REQUIRED ACTION: Give again, exactly as written, each line of the material below starting at the line that contains "rows.push(minicbor::decode::<CdtRequest>(&raw)?);" and ending at the line that contains "#[derive(Debug, Clone)]". Both ends count, and no other line does.

EXERCISE INPUTS:
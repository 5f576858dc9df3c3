//! Service layer API for term deposit request operations
use std::collections::HashMap;
use std::sync::Arc;

use crate::actor::{self, Actor, AuditStamp, UserProfile};
use crate::cache::OwnerCache;
use crate::error::StoreError;
use crate::interest::InterestBasis;
use crate::request::{self, CdtRequest, RequestDraft, RequestStatus, TermMonths, TimeStamp};
use crate::utils;

/// Pending changes for an update. `None` fields are left untouched.
/// A status override is admin-only.
#[derive(Debug, Default, Clone)]
pub struct RequestChanges {
    pub amount: Option<u64>,
    pub term: Option<TermMonths>,
    pub status: Option<RequestStatus>,
}

/// A request annotated with its owner's display name, for the admin
/// all-requests view.
#[derive(Debug, Clone, PartialEq, Eq)]
pub struct OwnedRequest {
    pub owner_name: String,
    pub request: CdtRequest,
}

pub struct CdtService {
    instance: Arc<sled::Db>,
    profiles: sled::Tree,
    requests: sled::Tree,
    cache: OwnerCache,
    basis: InterestBasis,
}

impl CdtService {
    pub fn new(instance: Arc<sled::Db>) -> anyhow::Result<Self> {
        Self::with_basis(instance, InterestBasis::default())
    }

    /// Same as [`CdtService::new`] but with an explicit interest basis,
    /// for reproducing projections of records written under the other
    /// formula.
    pub fn with_basis(instance: Arc<sled::Db>, basis: InterestBasis) -> anyhow::Result<Self> {
        Ok(Self {
            profiles: instance.open_tree("usuarios")?,
            requests: instance.open_tree("solicitudes")?,
            instance,
            cache: OwnerCache::new(),
            basis,
        })
    }

    /// Block until everything written so far is durable on disk.
    pub fn flush(&self) -> anyhow::Result<()> {
        self.instance.flush()?;
        Ok(())
    }

    fn request_key(owner_id: &str, request_id: &str) -> String {
        format!("{owner_id}/{request_id}")
    }

    /// Load one request document from the store
    fn load_request(&self, owner_id: &str, request_id: &str) -> anyhow::Result<CdtRequest> {
        let key = Self::request_key(owner_id, request_id);
        let raw = self
            .requests
            .get(key.as_bytes())?
            .ok_or_else(|| StoreError::RequestNotFound(request_id.to_string()))?;

        Ok(minicbor::decode(&raw)?)
    }

    fn persist(&self, request: &CdtRequest) -> anyhow::Result<()> {
        let key = Self::request_key(&request.owner_id, &request.id);
        self.requests
            .insert(key.as_bytes(), minicbor::to_vec(request)?)?;
        // only forget the cached listing once the write stuck, so local
        // state never runs ahead of the store
        self.cache.invalidate(&request.owner_id);
        Ok(())
    }

    /// Create the caller's profile document on first contact, or refresh
    /// its `last_seen` on later ones. Returns whether the profile is new.
    pub fn ensure_profile(&self, actor: &Actor) -> anyhow::Result<bool> {
        match self.profiles.get(actor.uid.as_bytes())? {
            Some(raw) => {
                let mut profile: UserProfile = minicbor::decode(&raw)?;
                profile.last_seen = TimeStamp::new();
                self.profiles
                    .insert(actor.uid.as_bytes(), minicbor::to_vec(&profile)?)?;
                Ok(false)
            }
            None => {
                let now = TimeStamp::new();
                let profile = UserProfile {
                    uid: actor.uid.clone(),
                    email: actor.email.clone(),
                    display_name: if actor.display_name.is_empty() {
                        "Usuario".to_string()
                    } else {
                        actor.display_name.clone()
                    },
                    role: actor.role,
                    created_at: now.clone(),
                    last_seen: now,
                };
                self.profiles
                    .insert(actor.uid.as_bytes(), minicbor::to_vec(&profile)?)?;
                Ok(true)
            }
        }
    }

    pub fn get_profile(&self, uid: &str) -> anyhow::Result<UserProfile> {
        let raw = self
            .profiles
            .get(uid.as_bytes())?
            .ok_or_else(|| StoreError::UserNotFound(uid.to_string()))?;

        Ok(minicbor::decode(&raw)?)
    }

    /// Submit a new request. Validates the draft, derives the rate from
    /// the term, projects the interest and persists the document in the
    /// initial draft state.
    pub fn create_request(&self, actor: &Actor, draft: RequestDraft) -> anyhow::Result<CdtRequest> {
        let valid = draft.validate(actor)?;

        // the profile document must exist before any request hangs off it
        self.ensure_profile(actor)?;

        let now = TimeStamp::new();
        let mut request = CdtRequest {
            id: utils::new_uuid_to_bech32("cdt")?,
            owner_id: actor.uid.clone(),
            product: valid.product,
            amount: valid.amount,
            term: valid.term,
            annual_rate_bps: valid.annual_rate_bps,
            status: RequestStatus::Draft,
            estimated_interest: None,
            maturity_value: None,
            created_at: now.clone(),
            updated_at: now,
            audit: None,
        };
        request.reproject(self.basis);

        self.persist(&request)?;

        Ok(request)
    }

    /// Apply changes to an existing request. The owner may do this while
    /// the request is still editable, an admin at any time. Derived
    /// fields are recomputed when the amount or term moved; a term change
    /// re-derives the rate.
    pub fn update_request(
        &self,
        actor: &Actor,
        owner_id: &str,
        request_id: &str,
        changes: RequestChanges,
    ) -> anyhow::Result<CdtRequest> {
        let mut request = self.load_request(owner_id, request_id)?;

        actor::authorize_edit(actor, &request)?;
        if changes.status.is_some() {
            actor::require_admin(actor)?;
        }

        let mut financials_changed = false;
        if let Some(amount) = changes.amount {
            request::check_amount(amount, actor.role)?;
            if amount != request.amount {
                request.amount = amount;
                financials_changed = true;
            }
        }
        if let Some(term) = changes.term {
            if term != request.term {
                request.term = term;
                request.annual_rate_bps = term.annual_rate_bps();
                financials_changed = true;
            }
        }
        if let Some(status) = changes.status {
            request.status = status;
        }

        if financials_changed {
            request.reproject(self.basis);
        }
        request.updated_at = TimeStamp::new();
        // the stamp describes the latest mutation only
        request.audit = AuditStamp::of(actor);

        self.persist(&request)?;

        Ok(request)
    }

    /// Set a request's status directly. Admin-only; any target status is
    /// reachable from any current one, and repeating the same target is a
    /// permitted no-op that still advances `updated_at`.
    pub fn change_status(
        &self,
        actor: &Actor,
        owner_id: &str,
        request_id: &str,
        new_status: RequestStatus,
    ) -> anyhow::Result<CdtRequest> {
        actor::require_admin(actor)?;

        let mut request = self.load_request(owner_id, request_id)?;

        request.status = new_status;
        request.updated_at = TimeStamp::new();
        request.audit = AuditStamp::of(actor);

        self.persist(&request)?;

        Ok(request)
    }

    /// Remove a request permanently. Owners may only remove their own
    /// drafts, admins anything.
    pub fn delete_request(
        &self,
        actor: &Actor,
        owner_id: &str,
        request_id: &str,
    ) -> anyhow::Result<()> {
        let request = self.load_request(owner_id, request_id)?;

        actor::authorize_delete(actor, &request)?;

        self.requests
            .remove(Self::request_key(owner_id, request_id).as_bytes())?;
        self.cache.invalidate(owner_id);

        Ok(())
    }

    pub fn get_request(&self, owner_id: &str, request_id: &str) -> anyhow::Result<CdtRequest> {
        self.load_request(owner_id, request_id)
    }

    /// All requests of one owner, newest first. Served from the owner
    /// cache when a previous read populated it.
    pub fn list_requests(&self, owner_id: &str) -> anyhow::Result<Vec<CdtRequest>> {
        if let Some(cached) = self.cache.get(owner_id) {
            return Ok(cached);
        }

        let prefix = format!("{owner_id}/");
        let mut rows = Vec::new();
        for item in self.requests.scan_prefix(prefix.as_bytes()) {
            let (_, raw) = item?;
            rows.push(minicbor::decode::<CdtRequest>(&raw)?);
        }
        rows.sort_by(|a, b| b.created_at.cmp(&a.created_at));

        self.cache.store(owner_id, rows.clone());
        Ok(rows)
    }

    /// All requests across all owners, each annotated with the owner's
    /// display name. Admin-only view.
    pub fn list_all_requests(&self, actor: &Actor) -> anyhow::Result<Vec<OwnedRequest>> {
        actor::require_admin(actor)?;

        // resolve display names first, then walk every request document
        let mut names: HashMap<String, String> = HashMap::new();
        for item in self.profiles.iter() {
            let (_, raw) = item?;
            let profile: UserProfile = minicbor::decode(&raw)?;
            names.insert(profile.uid, profile.display_name);
        }

        let mut rows = Vec::new();
        for item in self.requests.iter() {
            let (_, raw) = item?;
            let request: CdtRequest = minicbor::decode(&raw)?;
            let owner_name = names
                .get(&request.owner_id)
                .cloned()
                .unwrap_or_else(|| "Usuario".to_string());
            rows.push(OwnedRequest {
                owner_name,
                request,
            });
        }
        rows.sort_by(|a, b| b.request.created_at.cmp(&a.request.created_at));

        Ok(rows)
    }
}
//! Hash algorithm implementations.

pub mod dhash;
pub mod idhash;

pub use dhash::DifferenceHasher;
pub use idhash::IdHasher;
//! Parallel fingerprinting of independent image sources.
//!
//! Every source is hashed on the rayon pool; a failing source is reported in
//! its outcome and never stops the others.

use super::hasher::{HashAlgorithm, ImageHashValue};
use super::imaging::ImageSource;
use rayon::prelude::*;

/// Result of fingerprinting one source
#[derive(Debug, Clone)]
pub struct BatchOutcome {
    /// Label of the source (path or buffer size)
    pub source: String,
    /// The hash, or the error message explaining why there is none
    pub result: Result<ImageHashValue, String>,
}

impl BatchOutcome {
    pub fn is_ok(&self) -> bool {
        self.result.is_ok()
    }
}

/// Fingerprint all sources in parallel, keeping input order
pub fn fingerprint_all(hasher: &dyn HashAlgorithm, sources: &[ImageSource]) -> Vec<BatchOutcome> {
    let outcomes: Vec<BatchOutcome> = sources
        .par_iter()
        .map(|source| {
            let label = source.label();
            let result = hasher.hash_source(source).map_err(|e| {
                tracing::warn!(source = %label, error = %e, "fingerprint failed");
                e.to_string()
            });
            BatchOutcome {
                source: label,
                result,
            }
        })
        .collect();

    let failed = outcomes.iter().filter(|outcome| !outcome.is_ok()).count();
    tracing::debug!(
        algorithm = %hasher.kind(),
        total = outcomes.len(),
        failed,
        "batch fingerprinting finished"
    );
    outcomes
}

REPLY TO THE EXERCISE:
            rows.push(minicbor::decode::<CdtRequest>(&raw)?);
        }
        rows.sort_by(|a, b| b.created_at.cmp(&a.created_at));

        self.cache.store(owner_id, rows.clone());
        Ok(rows)
    }

    /// All requests across all owners, each annotated with the owner's
    /// display name. Admin-only view.
    pub fn list_all_requests(&self, actor: &Actor) -> anyhow::Result<Vec<OwnedRequest>> {
        actor::require_admin(actor)?;

        // resolve display names first, then walk every request document
        let mut names: HashMap<String, String> = HashMap::new();
        for item in self.profiles.iter() {
            let (_, raw) = item?;
            let profile: UserProfile = minicbor::decode(&raw)?;
            names.insert(profile.uid, profile.display_name);
        }

        let mut rows = Vec::new();
        for item in self.requests.iter() {
            let (_, raw) = item?;
            let request: CdtRequest = minicbor::decode(&raw)?;
            let owner_name = names
                .get(&request.owner_id)
                .cloned()
                .unwrap_or_else(|| "Usuario".to_string());
            rows.push(OwnedRequest {
                owner_name,
                request,
            });
        }
        rows.sort_by(|a, b| b.request.created_at.cmp(&a.request.created_at));

        Ok(rows)
    }
}
//! Hash algorithm implementations.

pub mod dhash;
pub mod idhash;

pub use dhash::DifferenceHasher;
pub use idhash::IdHasher;
//! Parallel fingerprinting of independent image sources.
//!
//! Every source is hashed on the rayon pool; a failing source is reported in
//! its outcome and never stops the others.

use super::hasher::{HashAlgorithm, ImageHashValue};
use super::imaging::ImageSource;
use rayon::prelude::*;

/// Result of fingerprinting one source
#[derive(Debug, Clone)]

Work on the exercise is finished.